The largest mall in Ireland, Dundrum Town Centre is a good bet for a rainy day. There’s a huge number and variety of shops to browse, including a new Brown Thomas outlet complete with café and shoe room. Other high-end stores sit alongside affordable consumer favourites across the mall’s four levels. All the usual add-ons are here too: bars, restaurants, cafés, a creche, supermarket and a 12-screen cinema. It’s conveniently located next to the Balally and Dundrum Luas tram stops and is well-served by buses.
Bargain hunter or browser, there’s nothing like a market for atmosphere and affordable, eclectic finds. Liberty Market, on Dublin’s Meath Street, has been selling everything from trainers to toys since 1973. On Saturdays, bibliophiles can wander to Temple Bar Book Market on Barnardo Square. You can hop on the DART to Blackrock Market, a haven for bric-a-brac and, more recently, gourmet dining. The nearby Dún Laoghaire CoCo Market on Sundays is perfect for picking up jewellery, crafts, and international foods and specialty ingredients.
The delightfully bohemian George’s Street Arcade, housed in an elegant Victorian Gothic building, has been a fixture on the Dublin shopping scene since 1881. Shops selling vintage clothing, second-hand books, art, jewellery and crafts line the perimeter. The centre of the arcade is filled with great gourmet options including Umi Falafel and Simon’s Place for when you need to refuel. There’s even a resident fortune teller for all your future needs.

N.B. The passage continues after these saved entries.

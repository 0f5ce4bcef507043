// Copyright 2025 Google LLC
//
// Licensed under the Apache License, Version 2.0 (the "License");
// you may not use this file except in compliance with the License.
// You may obtain a copy of the License at
//
//     https://www.apache.org/licenses/LICENSE-2.0
//
// Unless required by applicable law or agreed to in writing, software
// distributed under the License is distributed on an "AS IS" BASIS,
// WITHOUT WARRANTIES OR CONDITIONS OF ANY KIND, either express or implied.
// See the License for the specific language governing permissions and
// limitations under the License.

//! Lifecycle states and wait targets.

use gax::error::Error;

/// Implemented by resources that report a lifecycle state.
///
/// Every Block Storage resource (volumes, boot volumes, volume groups, and
/// their backups) has an id and a lifecycle state. The wait engine only needs
/// these two fields to decide if a resource reached the desired state.
///
/// Both fields are optional: the service may omit them in some responses, and
/// a missing lifecycle state never matches any wait target.
pub trait LifecycleResource {
    /// The lifecycle states known to this version of the library.
    ///
    /// The service may return states not in this list. They are not errors.
    const KNOWN_LIFECYCLE_STATES: &'static [&'static str];

    /// The resource id, used to query the resource while waiting.
    fn resource_id(&self) -> Option<&str>;

    /// The current lifecycle state, as returned by the service.
    fn lifecycle_state(&self) -> Option<&str>;
}

/// An error in the configuration of a wait target.
#[derive(thiserror::Error, Debug, PartialEq)]
#[non_exhaustive]
pub enum WaitTargetError {
    #[error("the lifecycle state at position {0} in the wait target is blank")]
    BlankState(usize),
}

/// The set of lifecycle states that completes a wait.
///
/// Lifecycle states are compared without regard to case. The target keeps
/// the states in insertion order, lower-cased, and without duplicates.
///
/// An empty target means "do not wait". Composite operations with an empty
/// target return the response of the mutating request immediately.
///
/// # Example
/// ```
/// # use blockstorage_waiter::WaitTarget;
/// let target = WaitTarget::new(["AVAILABLE", "faulty", "Available"]);
/// assert_eq!(target.len(), 2);
/// assert!(target.contains("Faulty"));
/// assert_eq!(target.iter().collect::<Vec<_>>(), vec!["available", "faulty"]);
/// ```
#[derive(Clone, Debug, Default, PartialEq, Eq)]
pub struct WaitTarget {
    states: Vec<String>,
}

impl WaitTarget {
    /// Creates a target from a sequence of lifecycle states.
    pub fn new<I, V>(states: I) -> Self
    where
        I: IntoIterator<Item = V>,
        V: Into<String>,
    {
        let mut target = Self::default();
        for state in states {
            target.insert(state);
        }
        target
    }

    /// Adds a lifecycle state to the target.
    ///
    /// Returns `false` if the state was already present.
    pub fn insert<V: Into<String>>(&mut self, state: V) -> bool {
        let state = state.into().to_lowercase();
        if self.states.contains(&state) {
            return false;
        }
        self.states.push(state);
        true
    }

    /// Returns true if there are no states to wait for.
    pub fn is_empty(&self) -> bool {
        self.states.is_empty()
    }

    /// The number of distinct states in the target.
    pub fn len(&self) -> usize {
        self.states.len()
    }

    /// Returns true if `state` is in the target, ignoring case.
    pub fn contains(&self, state: &str) -> bool {
        let state = state.to_lowercase();
        self.states.iter().any(|s| *s == state)
    }

    /// Iterates over the (lower-cased) states, in insertion order.
    pub fn iter(&self) -> impl Iterator<Item = &str> {
        self.states.iter().map(String::as_str)
    }

    /// Verifies the target can be used in a wait.
    ///
    /// Blank states cannot match any resource, they are almost certainly a
    /// bug in the application.
    pub fn validate(&self) -> gax::Result<()> {
        match self.states.iter().position(|s| s.trim().is_empty()) {
            Some(index) => Err(Error::binding(WaitTargetError::BlankState(index))),
            None => Ok(()),
        }
    }

    /// Returns the states in the target that `T` does not know about.
    ///
    /// # Example
    /// ```
    /// # use blockstorage_waiter::{LifecycleResource, WaitTarget};
    /// struct Disk;
    /// impl LifecycleResource for Disk {
    ///     const KNOWN_LIFECYCLE_STATES: &'static [&'static str] = &["AVAILABLE"];
    ///     fn resource_id(&self) -> Option<&str> { None }
    ///     fn lifecycle_state(&self) -> Option<&str> { None }
    /// }
    /// let target = WaitTarget::new(["available", "melted"]);
    /// assert_eq!(target.unknown_states::<Disk>(), vec!["melted"]);
    /// ```
    pub fn unknown_states<T: LifecycleResource>(&self) -> Vec<&str> {
        self.iter()
            .filter(|s| {
                !T::KNOWN_LIFECYCLE_STATES
                    .iter()
                    .any(|known| known.eq_ignore_ascii_case(s))
            })
            .collect()
    }
}

impl<V: Into<String>> FromIterator<V> for WaitTarget {
    fn from_iter<I: IntoIterator<Item = V>>(iter: I) -> Self {
        Self::new(iter)
    }
}

impl std::fmt::Display for WaitTarget {
    fn fmt(&self, f: &mut std::fmt::Formatter<'_>) -> std::fmt::Result {
        write!(f, "[{}]", self.states.join(", "))
    }
}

The winding alleys off and around Grafton Street are teeming with excellent craftsmanship and independent shops. Ramble down Drury Street and you’ll discover contemporary design including pottery, textiles and prints at the Irish Design Shop. Next door at Industry & Co, you can pick up everything from furniture and ceramics to stationery, then take a pit-stop at their café-cum-deli. There’s one-of-a-kind designer dresses at the pocket-sized Costume boutique around the corner on Castle Market, the artery that connects George’s Street Arcade and the Powerscourt Townhouse Centre. And you’ll find some of the best international and Irish homeware designers at Article Dublin Powerscourt and Designist – two great stops for gifts.
Small, elegant and somewhat refined, the Georgian Powerscourt Townhouse Centre is a lovely place to spend an afternoon. Sit and enjoy a coffee from The Pepper Pot Café, or peruse the handful of shops that scatter its three floors. Pick up quirky and sophisticated homewares from Article, a bouquet or plant from The Garden, or minimalist jewellery and leather goods from MoMuse. Powerscourt is also home to SO Fine Art Editions, a gallery dedicated to emerging Irish and international artists. When you’ve exhausted it all, head for Farrier and Draper for a cocktail in one of their luxurious Georgian rooms.
On a weekday, you can wander down this cute pedestrianised street near Temple Bar into offbeat stores, where you’re likely to discover all manner of knickknacks from vintage Italianate mirrors to Edwardian cabinets and taxidermy. On weekends, the street transforms into the Designer Mart offering one-off handmade designs from jewellery to underwear and art prints. After you’ve found a gem, head into the Queen of Tarts café and celebrate over tea and cake served on a vintage tea set.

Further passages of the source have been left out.